Similarly, consciousness has been believed to be a “divine spark” within a human being that distinguishes a distinctively human perspective on the world, but consciousness “explained” in this way comes with considerable theological baggage, as explicitly theological terms like “soul” and “spirit” are typically used interchangeably with “consciousness” and “mind.” From a scientific perspective, this leaves much to be desired, and we could do much better. I agree with this. Turing’s imitation game seems to present us with an operational definition of consciousness that allows us to investigate mind and consciousness without reference to the theological baggage. There is much to gained by Turing’s approach, but the problem is that we have here no equivalent of chemistry — no underlying physical theory that could account for consciousness in the way that life is accounted for by biochemistry.

Part of the problem, and the problem that most interests me at present, is the anthropocentrism of both traditional theological formulations and contemporary scientific formulations. If we understand human consciousness not as an exception that definitively separates us from the rest of life on the planet, not as a naturalistic stand-in for a “divine spark” that would differentiate human beings from the “lower” animals, but as a distinctive development of consciousness already emergent in other forms preceding human beings, then we understand that human consciousness is continuous with other forms of consciousness in nature, and that, as conscious beings, we are part of something greater than ourselves, which is a biosphere in which consciousness is commonplace, like vision or flight.

There are naturalistic alternatives to an anthropocentric conception of consciousness, alternatives that place consciousness in the natural world, and which also have the virtue of avoiding the obvious problems of eliminativist of reductivist accounts of consciousness. I will consider the views of Antonio Damasio and John Searle. I do not fully agree with either of these authors, but I am in sympathy with these approaches, which seem to me to offer the possibility of further development, as fully scientific as Turing’s approach, but without the denial of consciousness as a distinctive constituent of the world.

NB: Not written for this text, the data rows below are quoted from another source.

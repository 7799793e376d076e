//! Removing instances
//!
//! Every referrer loses its reference to the removed instance first:
//! - a direct reference becomes blank
//! - a list drops the element, and an emptied optional list becomes blank
//! - a list of lists drops the element from each inner list
//! - a defined-type instance around such a value is replaced by a rewritten copy
//!
//! Inside a batch, removals are only recorded; [`StoreCore::unbatch`] then
//! processes them together without rewriting references between members.

use super::{StoreCore, entity_references, guid_of};
use crate::instance::{Instance, InstanceRef};
use crate::value::AttributeValue;
use crate::{Error, Result};
use std::collections::HashSet;

/// `instance` with references to `id` taken out, `None` when nothing is left.
/// A defined-type instance that held one is replaced by a rewritten copy.
fn strip(instance: &InstanceRef, id: u32, optional: bool) -> Result<Option<InstanceRef>> {
    if instance.is_entity() {
        return Ok((instance.id() != id).then(|| instance.clone()));
    }
    let inner = instance.get(0)?;
    if !entity_references(&inner)?.contains(&id) {
        return Ok(Some(instance.clone()));
    }
    match without(&inner, id, optional)? {
        AttributeValue::Blank => Ok(None),
        stripped => Instance::new_type(instance.schema(), instance.name(), stripped).map(Some),
    }
}

/// `value` with every reference to `id` taken out.
fn without(value: &AttributeValue, id: u32, optional: bool) -> Result<AttributeValue> {
    Ok(match value {
        AttributeValue::Instance(i) => match strip(i, id, optional)? {
            Some(kept) => AttributeValue::Instance(kept),
            None => AttributeValue::Blank,
        },
        AttributeValue::AggregateOfInstance(items) => {
            let mut remaining = Vec::with_capacity(items.len());
            for item in items {
                remaining.extend(strip(item, id, false)?);
            }
            if remaining.is_empty() && optional {
                AttributeValue::Blank
            } else {
                AttributeValue::AggregateOfInstance(remaining)
            }
        }
        AttributeValue::AggregateOfAggregateOfInstance(lists) => {
            let mut outer = Vec::with_capacity(lists.len());
            for items in lists {
                let mut remaining = Vec::with_capacity(items.len());
                for item in items {
                    remaining.extend(strip(item, id, false)?);
                }
                outer.push(remaining);
            }
            AttributeValue::AggregateOfAggregateOfInstance(outer)
        }
        other => other.clone(),
    })
}

impl StoreCore {
    pub(crate) fn remove(&self, instance: &InstanceRef) -> Result<()> {
        let id = instance.id();
        if id == 0 || !instance.belongs_to(self) || !self.index().contains(id)? {
            return Err(Error::NotInStore(id));
        }
        if let Some(batch) = self.batch.borrow_mut().as_mut() {
            if !batch.contains(&id) {
                batch.push(id);
            }
            return Ok(());
        }
        self.process_deletion(instance, &HashSet::new())
    }

    pub(crate) fn batch(&self) {
        let mut batch = self.batch.borrow_mut();
        if batch.is_none() {
            *batch = Some(Vec::new());
        }
    }

    pub(crate) fn unbatch(&self) -> Result<()> {
        let Some(ids) = self.batch.borrow_mut().take() else {
            return Ok(());
        };
        let skip: HashSet<u32> = ids.iter().copied().collect();
        for id in &ids {
            if let Some(instance) = self.index().instance(*id)? {
                self.process_deletion(&instance, &skip)?;
            }
        }
        tracing::debug!("Removed {} instances in batch", ids.len());
        Ok(())
    }

    /// Unlink and drop one instance. Referrers listed in `skip` are left alone.
    pub(crate) fn process_deletion(&self, instance: &InstanceRef, skip: &HashSet<u32>) -> Result<()> {
        let id = instance.id();
        let index = self.index();

        let mut referrers: Vec<u32> = index.inverses(id)?.into_iter().map(|e| e.source).collect();
        referrers.sort_unstable();
        referrers.dedup();
        for source in referrers {
            if source == id || skip.contains(&source) {
                continue;
            }
            let Some(referrer) = index.instance(source)? else {
                continue;
            };
            let optional: Vec<bool> = referrer
                .declaration()
                .as_entity()
                .map(|e| e.all_attributes().iter().map(|a| a.optional).collect())
                .unwrap_or_default();
            for (slot, value) in referrer.values()?.iter().enumerate() {
                if !entity_references(value)?.contains(&id) {
                    continue;
                }
                let optional = optional.get(slot).copied().unwrap_or(false);
                self.set_attribute(&referrer, slot, without(value, id, optional)?)?;
            }
        }

        let values = instance.values()?;
        if self.is_rooted(instance.declaration_index())
            && let Some(guid) = values.first().and_then(guid_of)
            && index.guid(&guid)? == Some(id)
        {
            index.remove_guid(&guid)?;
        }
        let declaration = instance.declaration_index();
        for (slot, value) in values.iter().enumerate() {
            for target in entity_references(value)? {
                index.remove_inverse(target, declaration, slot, id)?;
            }
        }
        index.remove_inverses_of(id)?;

        instance.materialize()?;
        index.remove(instance)?;
        self.provenance
            .borrow_mut()
            .retain(|_, copy| !std::rc::Rc::ptr_eq(copy, instance));
        instance.detach();
        tracing::trace!("Removed #{}", id);
        Ok(())
    }
}
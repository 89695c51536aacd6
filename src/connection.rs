//! # Connection Management Module
//!
//! Runs the scale core on a dedicated thread with its own Tokio runtime.
//!
//! ## Key Components
//! - `ConnectionManager`: owns the runtime and the single event loop
//! - `LoopEvent`: everything the loop reacts to (user commands, transport
//!   events, timer expiries)
//! - `CommandSender`: handle the presentation layer uses to issue commands
//!
//! ## Threading
//! The device session and the shot aggregator are only touched from the loop
//! task. Transport callbacks and timers post a `LoopEvent` instead of mutating
//! anything themselves.

use crate::btle::BtleTransport;
use crate::clock::SystemClock;
use crate::codec::Grams;
use crate::config::Config;
use crate::orchestrator::{AppEvent, Orchestrator};
use crate::recorder::ShotId;
use crate::transport::{Transport, TransportEvent};
use crossbeam_channel::Sender;
use std::path::PathBuf;
use std::sync::Arc;
use std::time::Duration;
use tokio::runtime::Runtime;
use tokio::sync::mpsc::{self, UnboundedReceiver, UnboundedSender};

/// How long shutdown waits for the last writes and the disconnect to go out
const SHUTDOWN_GRACE: Duration = Duration::from_secs(3);

/// User-level commands, forwarded unchanged from the presentation layer
#[derive(Debug, Clone, PartialEq)]
pub enum Command {
    Scan,
    Disconnect,
    Tare,
    StartCycle,
    StopCycle,
    ReadTargetMass,
    WriteTargetMass(Grams),
    StartShotLogging,
    StopShotLogging,
    Export {
        path: PathBuf,
        append: bool,
        shot_id: Option<ShotId>,
    },
    ClearLog,
    Snapshot,
}

#[derive(Debug)]
pub enum LoopEvent {
    Command(Command),
    Transport(TransportEvent),
    ScanTimeout(u64),
    FinalizeDue(u64),
    Shutdown,
}

#[derive(Debug, Clone)]
pub struct CommandSender {
    tx: UnboundedSender<LoopEvent>,
}

impl CommandSender {
    /// Returns false once the event loop has gone away
    pub fn send(&self, command: Command) -> bool {
        self.tx.send(LoopEvent::Command(command)).is_ok()
    }

    pub fn shutdown(&self) {
        let _ = self.tx.send(LoopEvent::Shutdown);
    }
}

/// Manages the scale connection lifecycle.
///
/// Runs in a dedicated thread with its own Tokio runtime so the terminal
/// front end can block on stdin.
pub struct ConnectionManager {
    loop_tx: UnboundedSender<LoopEvent>,
    loop_rx: UnboundedReceiver<LoopEvent>,
    sink: Sender<AppEvent>,
    config: Config,
}

impl ConnectionManager {
    /// Creates a new ConnectionManager.
    ///
    /// Returns the manager and a sender for issuing commands from the UI thread.
    pub fn new(sink: Sender<AppEvent>, config: Config) -> (Self, CommandSender) {
        let (loop_tx, loop_rx) = mpsc::unbounded_channel();
        let commands = CommandSender {
            tx: loop_tx.clone(),
        };
        let manager = ConnectionManager {
            loop_tx,
            loop_rx,
            sink,
            config,
        };
        (manager, commands)
    }

    /// Runs the event loop until shutdown or until every command sender is dropped.
    ///
    /// This should be called in a spawned thread.
    pub fn run(self) {
        let rt = match Runtime::new() {
            Ok(runtime) => runtime,
            Err(e) => {
                log::error!("Failed to create async runtime: {}", e);
                let _ = self.sink.send(AppEvent::Status(format!(
                    "Failed to create async runtime: {}",
                    e
                )));
                return;
            }
        };
        rt.block_on(self.event_loop());
        log::info!("Connection manager: event loop finished, shutting down");
    }

    async fn event_loop(self) {
        let ConnectionManager {
            loop_tx,
            mut loop_rx,
            sink,
            config,
        } = self;

        let transport = match BtleTransport::open(loop_tx.clone()).await {
            Ok(transport) => transport,
            Err(e) => {
                log::error!("Bluetooth unavailable: {}", e);
                let _ = sink.send(AppEvent::Status(e.to_string()));
                BtleTransport::unavailable(loop_tx.clone(), e)
            }
        };

        let mut orchestrator = Orchestrator::new(
            transport,
            &config,
            Arc::new(SystemClock::new()),
            loop_tx.clone(),
            sink,
        );
        // Orchestrator and transport keep senders alive, so recv() ends on Shutdown
        drop(loop_tx);

        if config.scan_on_startup {
            orchestrator.handle(LoopEvent::Command(Command::Scan));
        }

        while let Some(event) = loop_rx.recv().await {
            if !orchestrator.handle(event) {
                break;
            }
        }
        log::debug!(
            "Event loop ending in state {:?} (device {:?}), {} shot log entries",
            orchestrator.device().state(),
            orchestrator.device().device(),
            orchestrator.aggregator().entries().len()
        );
        if orchestrator.shutdown() {
            drain_until_disconnected(&mut orchestrator, &mut loop_rx, SHUTDOWN_GRACE).await;
        }
    }
}

/// Keep handling loop events until the transport confirms the disconnect.
///
/// The runtime cancels every spawned task when it is dropped, so returning
/// early would abandon the final writes. Returns false on timeout.
async fn drain_until_disconnected<T: Transport>(
    orchestrator: &mut Orchestrator<T>,
    loop_rx: &mut UnboundedReceiver<LoopEvent>,
    grace: Duration,
) -> bool {
    let drain = async {
        while let Some(event) = loop_rx.recv().await {
            let done = matches!(
                event,
                LoopEvent::Transport(TransportEvent::Disconnected { .. })
            );
            orchestrator.handle(event);
            if done {
                return true;
            }
        }
        false
    };
    match tokio::time::timeout(grace, drain).await {
        Ok(true) => true,
        Ok(false) => {
            log::warn!("Event channel closed before the scale disconnected");
            false
        }
        Err(_) => {
            log::warn!("Scale did not disconnect within {:?}", grace);
            false
        }
    }
}
impl<T: Transport> DeviceSession<T> {
    pub fn new(
        transport: T,
        settings: SessionSettings,
        clock: Arc<dyn Clock>,
        loop_tx: UnboundedSender<LoopEvent>,
    ) -> Self {
        Self {
            transport,
            settings,
            clock,
            loop_tx,
            state: ConnectionState::Idle,
            device: None,
            characteristics: None,
            pending_subscriptions: Vec::new(),
            scan_timer: None,
            timer_ids: TimerIds::default(),
            outbox: VecDeque::new(),
        }
    }

    pub fn state(&self) -> &ConnectionState {
        &self.state
    }

    pub fn is_ready(&self) -> bool {
        self.state == ConnectionState::Ready
    }

    pub fn device(&self) -> Option<&DeviceId> {
        self.device.as_ref()
    }

    pub fn drain_events(&mut self) -> Vec<ScaleEvent> {
        self.outbox.drain(..).collect()
    }

    fn emit(&mut self, event: ScaleEvent) {
        self.outbox.push_back(event);
    }

    fn set_state(&mut self, state: ConnectionState) {
        if self.state != state {
            log::info!("Scale session: {:?} -> {:?}", self.state, state);
            self.state = state;
        }
    }

    /// Begin scanning for the scale. Only valid from Idle.
    pub fn start_scan(&mut self) -> Result<(), PreconditionError> {
        if self.state != ConnectionState::Idle {
            return Err(PreconditionError::Busy(self.state.clone()));
        }
        self.set_state(ConnectionState::Scanning);
        self.transport.start_scan();

        let id = self.timer_ids.next();
        self.scan_timer = Some(TimerHandle::schedule(
            id,
            self.settings.scan_timeout,
            self.loop_tx.clone(),
            LoopEvent::ScanTimeout(id),
        ));
        self.emit(ScaleEvent::ScanStarted);
        Ok(())
    }

    pub fn handle_scan_timeout(&mut self, id: u64) {
        if !timer::take_if_current(&mut self.scan_timer, id) {
            return;
        }
        if self.state == ConnectionState::Scanning {
            log::info!(
                "No device matching '{}' found within {:?}",
                self.settings.name_filter,
                self.settings.scan_timeout
            );
            self.transport.stop_scan();
            self.set_state(ConnectionState::Idle);
            self.emit(ScaleEvent::ScanTimedOut);
        }
    }

    fn cancel_scan_timer(&mut self) {
        if let Some(timer) = self.scan_timer.take() {
            timer.cancel();
        }
    }

    /// Tear down the current link, or abandon a scan in progress
    pub fn disconnect(&mut self) -> Result<(), PreconditionError> {
        match self.state {
            ConnectionState::Scanning => {
                self.cancel_scan_timer();
                self.transport.stop_scan();
                self.set_state(ConnectionState::Idle);
                Ok(())
            }
            ConnectionState::Connecting
            | ConnectionState::DiscoveringServices
            | ConnectionState::Ready => {
                self.drop_handles();
                self.set_state(ConnectionState::Disconnecting);
                let device = self.device.clone().unwrap_or_else(|| DeviceId(String::new()));
                self.emit(ScaleEvent::Disconnecting(device));
                self.transport.disconnect();
                Ok(())
            }
            _ => Err(PreconditionError::NotConnected),
        }
    }

    pub fn handle_transport_event(&mut self, event: TransportEvent) {
        match event {
            TransportEvent::Advertisement { device, local_name } => {
                self.on_advertisement(device, local_name)
            }
            TransportEvent::ScanFailed(reason) => {
                if self.state == ConnectionState::Scanning {
                    log::warn!("Scan failed: {}", reason);
                    self.cancel_scan_timer();
                    self.set_state(ConnectionState::Idle);
                    self.emit(ScaleEvent::ScanFailed(TransportError::ScanFailed(reason)));
                }
            }
            TransportEvent::Connected(device) => {
                if self.state == ConnectionState::Connecting && self.is_current(&device) {
                    self.set_state(ConnectionState::DiscoveringServices);
                    self.emit(ScaleEvent::Connected(device));
                    self.transport.discover_services();
                } else {
                    log::debug!("Ignoring connect completion for {} in {:?}", device, self.state);
                }
            }
            TransportEvent::ConnectFailed { device, reason } => {
                if self.state == ConnectionState::Connecting && self.is_current(&device) {
                    let device_name = device.to_string();
                    self.fail(TransportError::ConnectFailed {
                        device: device_name,
                        reason,
                    });
                }
            }
            TransportEvent::ServicesDiscovered(services) => self.on_services(services),
            TransportEvent::ServiceDiscoveryFailed(reason) => {
                if self.state == ConnectionState::DiscoveringServices {
                    self.fail(TransportError::ServiceDiscovery(reason));
                    self.transport.disconnect();
                }
            }
            TransportEvent::Subscribed(uuid) => self.on_subscribed(uuid),
            TransportEvent::SubscribeFailed { uuid, reason } => {
                self.on_subscribe_failed(uuid, reason)
            }
            TransportEvent::ServicesInvalidated => {
                if self.state == ConnectionState::Ready {
                    log::info!("Services invalidated, rediscovering");
                    self.drop_handles();
                    self.set_state(ConnectionState::DiscoveringServices);
                    self.transport.discover_services();
                }
            }
            TransportEvent::Notification { uuid, value } => self.on_notification(uuid, &value),
            TransportEvent::ReadCompleted { uuid, result } => self.on_read(uuid, result),
            TransportEvent::Disconnected { device, reason } => self.on_disconnected(device, reason),
        }
    }

    fn drop_handles(&mut self) {
        self.characteristics = None;
        self.pending_subscriptions.clear();
    }

    fn is_current(&self, device: &DeviceId) -> bool {
        self.device.as_ref() == Some(device)
    }

    fn on_advertisement(&mut self, device: DeviceId, local_name: Option<String>) {
        if self.state != ConnectionState::Scanning {
            return;
        }
        let name = match local_name {
            Some(name) if name.contains(&self.settings.name_filter) => name,
            other => {
                log::debug!("Skipping advertisement from {} ({:?})", device, other);
                return;
            }
        };

        log::info!("Found {} at {}", name, device);
        self.cancel_scan_timer();
        self.transport.stop_scan();
        self.device = Some(device.clone());
        self.emit(ScaleEvent::DeviceFound {
            device: device.clone(),
            name,
        });
        self.set_state(ConnectionState::Connecting);
        self.emit(ScaleEvent::Connecting(device.clone()));
        self.transport.connect(&device);
    }

    fn on_services(&mut self, services: Vec<GattService>) {
        if self.state != ConnectionState::DiscoveringServices {
            return;
        }
        match ScaleCharacteristics::resolve(&services) {
            Ok(characteristics) => {
                self.pending_subscriptions.clear();
                for handle in characteristics.notify_handles() {
                    self.pending_subscriptions.push(handle.uuid);
                    self.transport.subscribe(handle);
                }
                self.characteristics = Some(characteristics);
            }
            Err(err) => {
                self.fail(err);
                self.transport.disconnect();
            }
        }
    }

    /// Ready once every notify characteristic has acknowledged its subscription
    fn on_subscribed(&mut self, uuid: Uuid) {
        if self.state != ConnectionState::DiscoveringServices {
            return;
        }
        let before = self.pending_subscriptions.len();
        self.pending_subscriptions.retain(|pending| *pending != uuid);
        if self.pending_subscriptions.len() == before {
            log::debug!("Ignoring subscription ack for {}", uuid);
            return;
        }
        if self.pending_subscriptions.is_empty() && self.characteristics.is_some() {
            self.set_state(ConnectionState::Ready);
            let device = self.device.clone().unwrap_or_else(|| DeviceId(String::new()));
            self.emit(ScaleEvent::Ready(device));
        }
    }

    fn on_subscribe_failed(&mut self, uuid: Uuid, reason: String) {
        if self.state != ConnectionState::DiscoveringServices
            || !self.pending_subscriptions.contains(&uuid)
        {
            return;
        }
        let characteristic = self
            .characteristics
            .as_ref()
            .and_then(|chars| chars.role_of(uuid))
            .map_or("notify", |role| role.name());
        self.fail(TransportError::SubscribeFailed {
            characteristic,
            reason,
        });
        self.transport.disconnect();
    }

    fn on_notification(&mut self, uuid: Uuid, value: &[u8]) {
        let role = match (&self.state, &self.characteristics) {
            (ConnectionState::Ready, Some(chars)) => chars.role_of(uuid),
            _ => return,
        };
        log::debug!("Notification {:?}: {:02X?}", role, value);

        match role {
            Some(CharRole::Mass) => {
                if let Some(sample) = self.decode_sample(value, MassSource::Live) {
                    self.emit(ScaleEvent::MassUpdated(sample));
                }
            }
            Some(CharRole::Logging) => {
                if let Some(sample) = self.decode_sample(value, MassSource::LoggingFeed) {
                    self.emit(ScaleEvent::LoggingSample(sample));
                }
            }
            Some(CharRole::ShotState) => match codec::decode_boolean_flag(value) {
                Ok(in_progress) => self.emit(ScaleEvent::ShotStatusChanged(in_progress)),
                Err(e) => log::debug!("Dropping shot state payload: {}", e),
            },
            _ => log::debug!("Unexpected notification from {}", uuid),
        }
    }

    fn decode_sample(&self, value: &[u8], source: MassSource) -> Option<MassSample> {
        match codec::decode_fixed_point_mass(value) {
            Ok(grams) => Some(MassSample {
                value: grams,
                source,
                observed_at: self.clock.now_ms(),
            }),
            Err(e) => {
                log::debug!("Dropping {:?} payload {:02X?}: {}", source, value, e);
                None
            }
        }
    }

    fn on_read(&mut self, uuid: Uuid, result: Result<Vec<u8>, String>) {
        let role = match (&self.state, &self.characteristics) {
            (ConnectionState::Ready, Some(chars)) => chars.role_of(uuid),
            _ => return,
        };
        if role != Some(CharRole::TargetMass) {
            return;
        }
        match result {
            Ok(bytes) => {
                let grams = codec::decode_fixed_point_mass(&bytes).unwrap_or_else(|e| {
                    log::debug!("Target mass payload unreadable ({}), using 0", e);
                    Grams::ZERO
                });
                self.emit(ScaleEvent::TargetMassRead(grams));
            }
            Err(reason) => log::warn!("Target mass read failed: {}", reason),
        }
    }

    fn on_disconnected(&mut self, device: DeviceId, reason: String) {
        if self.device.is_some() && !self.is_current(&device) {
            return;
        }
        match self.state {
            ConnectionState::Connecting => {
                self.fail(TransportError::ConnectFailed {
                    device: device.to_string(),
                    reason,
                });
            }
            ConnectionState::DiscoveringServices
            | ConnectionState::Ready
            | ConnectionState::Disconnecting => {
                self.drop_handles();
                self.set_state(ConnectionState::Disconnected(reason.clone()));
                self.emit(ScaleEvent::Disconnected { device, reason });
                self.device = None;
                self.set_state(ConnectionState::Idle);
            }
            _ => log::debug!("Ignoring disconnect from {} in {:?}", device, self.state),
        }
    }

    /// Abort the current connection attempt and return to Idle
    fn fail(&mut self, reason: TransportError) {
        log::warn!("Failed to connect: {}", reason);
        self.drop_handles();
        self.set_state(ConnectionState::FailedToConnect(reason.to_string()));
        let device = self.device.take().unwrap_or_else(|| DeviceId(String::new()));
        self.emit(ScaleEvent::FailedToConnect { device, reason });
        self.set_state(ConnectionState::Idle);
    }

    fn ready_handle(&self, role: CharRole) -> Result<CharacteristicHandle, PreconditionError> {
        match (&self.state, &self.characteristics) {
            (ConnectionState::Ready, Some(chars)) => Ok(chars.get(role)),
            _ => Err(PreconditionError::NotConnected),
        }
    }

    fn write_opcode(&mut self, role: CharRole, opcode: u8) -> Result<(), PreconditionError> {
        let handle = self.ready_handle(role)?;
        self.transport.write(handle, vec![opcode]);
        Ok(())
    }

    pub fn read_target_mass(&mut self) -> Result<(), PreconditionError> {
        let handle = self.ready_handle(CharRole::TargetMass)?;
        self.transport.read(handle);
        Ok(())
    }

    pub fn write_target_mass(&mut self, grams: Grams) -> Result<(), PreconditionError> {
        let handle = self.ready_handle(CharRole::TargetMass)?;
        self.transport
            .write(handle, codec::encode_fixed_point_mass(grams).to_vec());
        Ok(())
    }

    pub fn send_tare(&mut self) -> Result<(), PreconditionError> {
        self.write_opcode(CharRole::Tare, codec::TARE_OPCODE)
    }

    pub fn send_start_cycle(&mut self) -> Result<(), PreconditionError> {
        self.write_opcode(CharRole::ShotState, codec::CYCLE_START_OPCODE)
    }

    pub fn send_stop_cycle(&mut self) -> Result<(), PreconditionError> {
        self.write_opcode(CharRole::ShotState, codec::CYCLE_STOP_OPCODE)
    }

    pub fn start_logging_feed(&mut self) -> Result<(), PreconditionError> {
        self.write_opcode(CharRole::LogState, codec::LOGGING_ENABLE_OPCODE)
    }

    pub fn stop_logging_feed(&mut self) -> Result<(), PreconditionError> {
        self.write_opcode(CharRole::LogState, codec::LOGGING_DISABLE_OPCODE)
    }
}
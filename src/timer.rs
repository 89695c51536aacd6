//! Cancellable deferred timers.
//!
//! A timer is a tokio task that sleeps and then posts one message into the event
//! loop channel. The owner keeps the [`TimerHandle`] and compares ids when the
//! message arrives: a message whose id no longer matches the held handle was
//! already queued when the timer was cancelled, and must be ignored.

use std::time::Duration;
use tokio::sync::mpsc::UnboundedSender;
use tokio::task::JoinHandle;

#[derive(Debug)]
pub struct TimerHandle {
    id: u64,
    task: JoinHandle<()>,
}

impl TimerHandle {
    /// Post `message` to `tx` after `delay`.
    ///
    /// Must be called from within a tokio runtime.
    pub fn schedule<M>(id: u64, delay: Duration, tx: UnboundedSender<M>, message: M) -> Self
    where
        M: Send + 'static,
    {
        let task = tokio::spawn(async move {
            tokio::time::sleep(delay).await;
            if tx.send(message).is_err() {
                log::debug!("Timer {} fired after event loop shut down", id);
            }
        });
        Self { id, task }
    }

    pub fn id(&self) -> u64 {
        self.id
    }

    pub fn cancel(self) {
        self.task.abort();
    }
}

impl Drop for TimerHandle {
    fn drop(&mut self) {
        self.task.abort();
    }
}

/// Hands out timer ids, one sequence per owner
#[derive(Debug, Default)]
pub struct TimerIds {
    next: u64,
}

impl TimerIds {
    pub fn next(&mut self) -> u64 {
        self.next += 1;
        self.next
    }
}

/// True when `fired` belongs to the timer still held in `slot`; clears the slot if so.
pub fn take_if_current(slot: &mut Option<TimerHandle>, fired: u64) -> bool {
    match slot {
        Some(handle) if handle.id() == fired => {
            *slot = None;
            true
        }
        _ => false,
    }
}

Antonio R. Damasio in The Feeling of What Happens distinguished between core consciousness and extended consciousness. Core consciousness, he wrote:

“…provides the organism with a sense of self about one moment — now — and about one place — here. The scope of core consciousness is the here and now. Core consciousness does not illuminate the future, and the only past it vaguely lets us glimpse is that which occurred in the instant just before. There is no elsewhere, there is no before, there is no after.”

Antonio R. Damasio, The Feeling of What Happens: Body and Emotion in the Making of Consciousness, San Diego, New York, and London: Harcourt, Inc., 1999, p. 16

…and…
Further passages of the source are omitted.